The ultimate source of profit, the driving force behind capitalist production, is the unpaid labor of workers. Exploitation forms the foundation of the capitalist system.
All the billions in bonuses for the Wall Street bankers, every dividend paid to the shareholders of industrial corporations, every dollar collected by capitalist landlords, all of this is the result of the uncompensated labor of working class people.
And because exploitation is at the root of capitalism, it follows that the only way to do away with exploitation is to achieve an entirely different Society.
Exploitation is not unique to capitalism. It has been a feature of all class societies, which are divided into two main classes, an exploited class that produces the wealth and an exploiter class that expropriates it.
Under slavery, exploitation is naked and obvious to exploiter and exploited alike. The slave is forced by sword and lash to work for the master, who provides just enough to keep the slave alive. All the rest of the fruits of their labor are forcefully appropriated by the slaveowner.
Under feudalism, the serfs work on a plot of land that belongs to the lord. They work for part of the time for themselves, producing their means of subsistence, and the rest of the time, the product belongs to the lord.
The terms of exploitation are clear to serf and lord alike. The serf labors for the lord, and receives nothing from the lord in return.
Under Capitalism, the exploitative nature of labor is hidden by the wage system. Except in cases of outright fraud, workers are hired, labor for a given amount of time and receive a wage in return.

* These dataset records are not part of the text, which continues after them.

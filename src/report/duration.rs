//! Total and average trip duration

use std::io::Write;
use std::time::Instant;

use polars::prelude::*;

use crate::constants::columns;
use crate::data::stats;
use crate::error::Result;
use crate::report::write_section_footer;

/// Durations are stored in seconds; totals are reported in hours and the
/// average in minutes, unrounded. An empty dataset gives a zero total and a
/// NaN average, matching the underlying aggregations.
#[derive(Debug, Clone, Copy, PartialEq)]
pub struct DurationStats {
    pub total_hours: f64,
    pub mean_minutes: f64,
}

pub fn compute(df: &DataFrame) -> Result<DurationStats> {
    let durations = stats::float_column(df, columns::TRIP_DURATION)?;
    Ok(DurationStats {
        total_hours: durations.sum().unwrap_or(0.0) / 3600.0,
        mean_minutes: durations.mean().map_or(f64::NAN, |mean| mean / 60.0),
    })
}

pub fn print<W: Write>(df: &DataFrame, out: &mut W) -> Result<()> {
    writeln!(out, "\nCalculating Trip Duration...\n")?;
    let started = Instant::now();

    let summary = compute(df)?;
    writeln!(
        out,
        "The total number of hours travelled during this time period is: {}",
        summary.total_hours
    )?;
    writeln!(
        out,
        "The average number of minutes spent traveling is: {}",
        summary.mean_minutes
    )?;

    write_section_footer(out, started)?;
    Ok(())
}
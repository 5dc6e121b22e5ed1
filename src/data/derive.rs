//! Derived columns from the Start Time timestamp
//!
//! Month ordinal, full day name and hour of day, always recomputed from the
//! raw Start Time strings. Derivation is deterministic and idempotent.

use chrono::{Datelike, NaiveDateTime, Timelike, Weekday};
use polars::prelude::*;

use crate::constants::columns;
use crate::error::{ExploreError, Result};

/// Timestamp layouts accepted in the Start Time column. The city exports use
/// the first; the others cover hand-built fixtures.
const START_TIME_FORMATS: [&str; 2] = ["%Y-%m-%d %H:%M:%S", "%Y-%m-%d %H:%M"];

/// Parse every Start Time cell. A missing column or a malformed cell is
/// fatal and propagates to the caller.
pub fn start_times(df: &DataFrame) -> Result<Vec<NaiveDateTime>> {
    let series = df
        .column(columns::START_TIME)
        .map_err(|_| ExploreError::ColumnNotFound {
            column: columns::START_TIME.to_string(),
        })?
        .as_materialized_series()
        .clone();

    let strings = series.str()?;
    strings
        .into_iter()
        .map(|cell| parse_timestamp(cell.unwrap_or("")))
        .collect()
}

fn parse_timestamp(raw: &str) -> Result<NaiveDateTime> {
    let trimmed = raw.trim();
    for format in START_TIME_FORMATS {
        if let Ok(parsed) = NaiveDateTime::parse_from_str(trimmed, format) {
            return Ok(parsed);
        }
    }
    // Date-only layout has no time component and needs its own parser
    if let Ok(date) = chrono::NaiveDate::parse_from_str(trimmed, "%Y-%m-%d") {
        return Ok(date.and_time(chrono::NaiveTime::MIN));
    }
    Err(ExploreError::InvalidTimestamp {
        value: raw.to_string(),
    })
}

/// Calendar month ordinal (January = 1) per row.
pub fn start_months(df: &DataFrame) -> Result<Vec<u32>> {
    Ok(start_times(df)?.iter().map(|ts| ts.month()).collect())
}

/// Full English day name per row, e.g. "Monday".
pub fn start_day_names(df: &DataFrame) -> Result<Vec<&'static str>> {
    Ok(start_times(df)?
        .iter()
        .map(|ts| day_name(ts.weekday()))
        .collect())
}

/// Hour of day (0..=23) per row.
pub fn start_hours(df: &DataFrame) -> Result<Vec<u32>> {
    Ok(start_times(df)?.iter().map(|ts| ts.hour()).collect())
}

fn day_name(weekday: Weekday) -> &'static str {
    match weekday {
        Weekday::Mon => "Monday",
        Weekday::Tue => "Tuesday",
        Weekday::Wed => "Wednesday",
        Weekday::Thu => "Thursday",
        Weekday::Fri => "Friday",
        Weekday::Sat => "Saturday",
        Weekday::Sun => "Sunday",
    }
}
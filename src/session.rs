//! Session controller
//!
//! Drives one prompt → load → report → page round per iteration and loops
//! until the user declines to restart. The dataset is re-read from disk on
//! every iteration; nothing carries over between rounds.

use std::io::{BufRead, Write};
use std::path::PathBuf;

use crate::data::TripData;
use crate::error::Result;
use crate::{pager, prompt, report};

pub struct Session<R, W> {
    input: R,
    output: W,
    data_dir: PathBuf,
}

impl<R: BufRead, W: Write> Session<R, W> {
    /// Session over the given handles, reading city CSVs from the working
    /// directory.
    pub fn new(input: R, output: W) -> Self {
        Self::with_data_dir(input, output, PathBuf::from("."))
    }

    pub fn with_data_dir(input: R, output: W, data_dir: PathBuf) -> Self {
        Self {
            input,
            output,
            data_dir,
        }
    }

    pub fn run(&mut self) -> Result<()> {
        loop {
            let Some(selection) = prompt::filter_selection(&mut self.input, &mut self.output)?
            else {
                // Input stream closed mid-prompt: quit normally
                return Ok(());
            };

            let data = TripData::load(&selection, &self.data_dir)?;

            report::time::print(data.frame(), &mut self.output)?;
            report::station::print(data.frame(), &mut self.output)?;
            report::duration::print(data.frame(), &mut self.output)?;
            report::users::print(&data, &mut self.output)?;

            pager::page_raw_data(data.frame(), &mut self.input, &mut self.output)?;

            if !prompt::confirm(
                &mut self.input,
                &mut self.output,
                "\nWould you like to restart? Enter \"yes\" if you wish to continue.",
            )? {
                return Ok(());
            }
        }
    }
}
//! Error types for the bikeshare explorer
//!
//! This module provides structured error handling using thiserror. Invalid
//! menu input is never represented here: the prompt loop recovers from it
//! locally. Everything below aborts the session when it propagates to main.

use thiserror::Error;

/// Main error type for explorer operations
#[derive(Error, Debug)]
pub enum ExploreError {
    /// File I/O error
    #[error("Failed to access file: {0}")]
    FileIo(#[from] std::io::Error),

    /// Polars data processing error
    #[error("Data processing error: {0}")]
    Polars(#[from] polars::error::PolarsError),

    /// Backing CSV for the selected city is absent
    #[error("No data file for {city}: expected {path}")]
    MissingDataFile { city: String, path: String },

    /// Column not found in data
    #[error("Column '{column}' not found in dataset")]
    ColumnNotFound { column: String },

    /// Start Time cell that does not parse as a timestamp
    #[error("Invalid timestamp in Start Time column: '{value}'")]
    InvalidTimestamp { value: String },
}

/// Result type alias for explorer operations
pub type Result<T> = std::result::Result<T, ExploreError>;
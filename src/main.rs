use std::io::{BufWriter, Write, stdout};
use std::process::ExitCode;

mod constants;
mod data;
mod error;
mod filters;
mod pager;
mod prompt;
mod report;
mod session;

use session::Session;

fn main() -> ExitCode {
    env_logger::init();

    let stdin = std::io::stdin().lock();
    let mut out = BufWriter::new(stdout());

    let mut session = Session::new(stdin, &mut out);
    let result = session.run();
    drop(session);
    let _ = out.flush();

    if let Err(err) = result {
        log::error!("session aborted: {err}");
        eprintln!("error: {err}");
        return ExitCode::FAILURE;
    }
    ExitCode::SUCCESS
}
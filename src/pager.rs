//! Raw data pager
//!
//! Shows the filtered dataset five rows at a time. Anything other than a
//! case-insensitive "yes" (including a closed input stream) stops paging;
//! running past the last row stops without a further prompt.

use std::io::{BufRead, Write};

use polars::prelude::DataFrame;

use crate::constants::pager::PAGE_SIZE;
use crate::error::Result;
use crate::prompt::confirm;

pub fn page_raw_data<R: BufRead, W: Write>(df: &DataFrame, input: &mut R, out: &mut W) -> Result<()> {
    if !confirm(
        input,
        out,
        "\nWould you like to view 5 rows of trip data? Enter \"yes\" or \"no\".",
    )? {
        return Ok(());
    }

    let mut offset = 0;
    while offset < df.height() {
        writeln!(out, "\n5 rows of the requested data:")?;
        writeln!(out, "{}", df.slice(offset as i64, PAGE_SIZE))?;
        offset += PAGE_SIZE;

        if offset >= df.height() {
            break;
        }
        if !confirm(
            input,
            out,
            "\nDo you wish to view the next 5 rows? Enter \"yes\" or \"no\".",
        )? {
            break;
        }
    }
    Ok(())
}
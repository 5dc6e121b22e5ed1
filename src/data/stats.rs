//! Frequency and aggregation helpers over dataset columns
//!
//! All "most frequent" computations share one tie-break rule: ties go to the
//! value seen first in the column's natural order.

use std::collections::HashMap;
use std::hash::Hash;

use polars::prelude::*;

use crate::error::{ExploreError, Result};

/// (value, count) pairs ordered by descending count, ties by first
/// appearance. Drives both the mode lookups and the printed distributions.
pub fn value_counts<T, I>(values: I) -> Vec<(T, usize)>
where
    T: Eq + Hash + Clone,
    I: IntoIterator<Item = T>,
{
    let mut counts: HashMap<T, (usize, usize)> = HashMap::new();
    for (index, value) in values.into_iter().enumerate() {
        let entry = counts.entry(value).or_insert((0, index));
        entry.0 += 1;
    }

    let mut pairs: Vec<(T, usize, usize)> = counts
        .into_iter()
        .map(|(value, (count, first_seen))| (value, count, first_seen))
        .collect();
    pairs.sort_by(|(_, count_a, seen_a), (_, count_b, seen_b)| {
        count_b.cmp(count_a).then(seen_a.cmp(seen_b))
    });
    pairs.into_iter().map(|(value, count, _)| (value, count)).collect()
}

/// Statistical mode. `None` on an empty column.
pub fn mode<T, I>(values: I) -> Option<T>
where
    T: Eq + Hash + Clone,
    I: IntoIterator<Item = T>,
{
    value_counts(values).into_iter().next().map(|(v, _)| v)
}

/// Non-null values of a string column, in row order.
pub fn string_values(df: &DataFrame, column: &str) -> Result<Vec<String>> {
    let series = column_series(df, column)?;
    let strings = series.str()?;
    Ok(strings
        .into_iter()
        .flatten()
        .map(|s| s.to_string())
        .collect())
}

/// Row-aligned optional values of a string column, nulls preserved.
pub fn string_cells(df: &DataFrame, column: &str) -> Result<Vec<Option<String>>> {
    let series = column_series(df, column)?;
    let strings = series.str()?;
    Ok(strings
        .into_iter()
        .map(|cell| cell.map(|s| s.to_string()))
        .collect())
}

/// A column cast to f64 for numeric aggregation, nulls intact.
pub fn float_column(df: &DataFrame, column: &str) -> Result<Float64Chunked> {
    let series = column_series(df, column)?;
    let floats = series.cast(&DataType::Float64)?;
    Ok(floats.f64()?.clone())
}

fn column_series(df: &DataFrame, column: &str) -> Result<Series> {
    df.column(column)
        .map(|c| c.as_materialized_series().clone())
        .map_err(|_| ExploreError::ColumnNotFound {
            column: column.to_string(),
        })
}
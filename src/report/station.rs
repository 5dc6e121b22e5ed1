//! Most popular stations and trip

use std::io::Write;
use std::time::Instant;

use polars::prelude::DataFrame;

use crate::constants::columns;
use crate::data::stats;
use crate::error::Result;
use crate::report::{fmt_or_na, write_section_footer};

#[derive(Debug, PartialEq, Eq)]
pub struct StationStats {
    pub start: Option<String>,
    pub end: Option<String>,
    /// Most frequent (start, end) pair
    pub trip: Option<(String, String)>,
}

pub fn compute(df: &DataFrame) -> Result<StationStats> {
    let start = stats::mode(stats::string_values(df, columns::START_STATION)?);
    let end = stats::mode(stats::string_values(df, columns::END_STATION)?);

    // Group pairs row by row; rows with a null at either end don't count
    let starts = stats::string_cells(df, columns::START_STATION)?;
    let ends = stats::string_cells(df, columns::END_STATION)?;
    let pairs = starts
        .into_iter()
        .zip(ends)
        .filter_map(|(s, e)| Some((s?, e?)));
    let trip = stats::mode(pairs);

    Ok(StationStats { start, end, trip })
}

pub fn print<W: Write>(df: &DataFrame, out: &mut W) -> Result<()> {
    writeln!(out, "\nCalculating The Most Popular Stations and Trips...\n")?;
    let started = Instant::now();

    let summary = compute(df)?;
    writeln!(
        out,
        "The most popular starting station is: {}",
        fmt_or_na(summary.start)
    )?;
    writeln!(
        out,
        "The most popular ending station is: {}",
        fmt_or_na(summary.end)
    )?;
    match summary.trip {
        Some((from, to)) => writeln!(out, "The most frequent trip taken is: {from} -> {to}")?,
        None => writeln!(out, "The most frequent trip taken is: n/a")?,
    }

    write_section_footer(out, started)?;
    Ok(())
}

It appears on the surface that an equal exchange has taken place, but this is not the case. The distinction between labor-power and labor is the key to understanding exploitation under capitalism.

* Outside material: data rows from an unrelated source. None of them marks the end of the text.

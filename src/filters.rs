//! Filter selection types
//!
//! The (city, month, day) triple chosen at the prompt. The city→file,
//! month-name→ordinal and day-name tables are fixed `match` arms on these
//! enums rather than mutable global state.

use std::fmt;

/// One of the three supported cities. Always concrete in a selection.
#[derive(Debug, Clone, Copy, PartialEq, Eq)]
pub enum City {
    Chicago,
    NewYorkCity,
    Washington,
}

impl City {
    /// Parse user input, case-insensitively, against the city whitelist.
    pub fn from_input(input: &str) -> Option<Self> {
        match input.trim().to_lowercase().as_str() {
            "chicago" => Some(City::Chicago),
            "new york city" => Some(City::NewYorkCity),
            "washington" => Some(City::Washington),
            _ => None,
        }
    }

    /// Backing CSV file name for this city.
    pub fn file_name(self) -> &'static str {
        match self {
            City::Chicago => "chicago.csv",
            City::NewYorkCity => "new_york_city.csv",
            City::Washington => "washington.csv",
        }
    }

    /// Whether the city's file carries the Gender and Birth Year columns.
    /// Washington's does not.
    pub fn has_demographics(self) -> bool {
        !matches!(self, City::Washington)
    }
}

impl fmt::Display for City {
    fn fmt(&self, f: &mut fmt::Formatter<'_>) -> fmt::Result {
        let name = match self {
            City::Chicago => "chicago",
            City::NewYorkCity => "new york city",
            City::Washington => "washington",
        };
        write!(f, "{name}")
    }
}

/// Months covered by the datasets (the files span January through June).
#[derive(Debug, Clone, Copy, PartialEq, Eq)]
pub enum Month {
    January,
    February,
    March,
    April,
    May,
    June,
}

impl Month {
    pub fn from_input(input: &str) -> Option<Self> {
        match input.trim().to_lowercase().as_str() {
            "january" => Some(Month::January),
            "february" => Some(Month::February),
            "march" => Some(Month::March),
            "april" => Some(Month::April),
            "may" => Some(Month::May),
            "june" => Some(Month::June),
            _ => None,
        }
    }

    /// Calendar ordinal, January = 1.
    pub fn ordinal(self) -> u32 {
        match self {
            Month::January => 1,
            Month::February => 2,
            Month::March => 3,
            Month::April => 4,
            Month::May => 5,
            Month::June => 6,
        }
    }
}

/// Days of the week, title-cased to match derived day names.
#[derive(Debug, Clone, Copy, PartialEq, Eq)]
pub enum Day {
    Monday,
    Tuesday,
    Wednesday,
    Thursday,
    Friday,
    Saturday,
    Sunday,
}

impl Day {
    pub fn from_input(input: &str) -> Option<Self> {
        match input.trim().to_lowercase().as_str() {
            "monday" => Some(Day::Monday),
            "tuesday" => Some(Day::Tuesday),
            "wednesday" => Some(Day::Wednesday),
            "thursday" => Some(Day::Thursday),
            "friday" => Some(Day::Friday),
            "saturday" => Some(Day::Saturday),
            "sunday" => Some(Day::Sunday),
            _ => None,
        }
    }

    /// Full English name, e.g. "Monday".
    pub fn name(self) -> &'static str {
        match self {
            Day::Monday => "Monday",
            Day::Tuesday => "Tuesday",
            Day::Wednesday => "Wednesday",
            Day::Thursday => "Thursday",
            Day::Friday => "Friday",
            Day::Saturday => "Saturday",
            Day::Sunday => "Sunday",
        }
    }
}

/// Month restriction: a concrete month or no restriction.
#[derive(Debug, Clone, Copy, PartialEq, Eq)]
pub enum MonthFilter {
    All,
    Only(Month),
}

impl MonthFilter {
    pub fn from_input(input: &str) -> Option<Self> {
        if input.trim().eq_ignore_ascii_case("all") {
            return Some(MonthFilter::All);
        }
        Month::from_input(input).map(MonthFilter::Only)
    }
}

/// Day-of-week restriction: a concrete day or no restriction.
#[derive(Debug, Clone, Copy, PartialEq, Eq)]
pub enum DayFilter {
    All,
    Only(Day),
}

impl DayFilter {
    pub fn from_input(input: &str) -> Option<Self> {
        if input.trim().eq_ignore_ascii_case("all") {
            return Some(DayFilter::All);
        }
        Day::from_input(input).map(DayFilter::Only)
    }
}

/// The complete selection produced by one round of prompting.
#[derive(Debug, Clone, Copy, PartialEq, Eq)]
pub struct FilterSelection {
    pub city: City,
    pub month: MonthFilter,
    pub day: DayFilter,
}

#[cfg(test)]
mod tests {
    use super::*;

    #[test]
    fn test_city_parsing_is_case_insensitive() {
        assert_eq!(City::from_input("Chicago"), Some(City::Chicago));
        assert_eq!(City::from_input("CHICAGO"), Some(City::Chicago));
        assert_eq!(City::from_input("  new York City "), Some(City::NewYorkCity));
        assert_eq!(City::from_input("washington"), Some(City::Washington));
        assert_eq!(City::from_input("boston"), None);
        assert_eq!(City::from_input(""), None);
    }

    #[test]
    fn test_month_whitelist() {
        assert_eq!(MonthFilter::from_input("ALL"), Some(MonthFilter::All));
        assert_eq!(
            MonthFilter::from_input("February"),
            Some(MonthFilter::Only(Month::February))
        );
        // Months outside the dataset range are rejected
        assert_eq!(MonthFilter::from_input("july"), None);
        assert_eq!(MonthFilter::from_input("jan"), None);
    }

    #[test]
    fn test_day_whitelist() {
        assert_eq!(DayFilter::from_input("all"), Some(DayFilter::All));
        assert_eq!(
            DayFilter::from_input("SUNDAY"),
            Some(DayFilter::Only(Day::Sunday))
        );
        assert_eq!(DayFilter::from_input("mon"), None);
        assert_eq!(DayFilter::from_input("someday"), None);
    }

    #[test]
    fn test_month_ordinals() {
        assert_eq!(Month::January.ordinal(), 1);
        assert_eq!(Month::June.ordinal(), 6);
    }

    #[test]
    fn test_city_file_mapping() {
        assert_eq!(City::Chicago.file_name(), "chicago.csv");
        assert_eq!(City::NewYorkCity.file_name(), "new_york_city.csv");
        assert_eq!(City::Washington.file_name(), "washington.csv");
        assert!(City::Chicago.has_demographics());
        assert!(City::NewYorkCity.has_demographics());
        assert!(!City::Washington.has_demographics());
    }
}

When a capitalist pays a worker a wage, they are not paying for the value of a certain amount of completed labor, but for labor-power. The soaring inequality in contemporary society illustrates this.
An increasing proportion of the wealth produced by workers swelled the pockets of the superrich, who did not compensate the workers for their increased production on the job.
Exploitation forms the basis of all the profits shared among the entire capitalist class.
It is not simply the case that the wealthy have a lot while workers have little; capitalists accumulate wealth through a system of organized theft from the working class.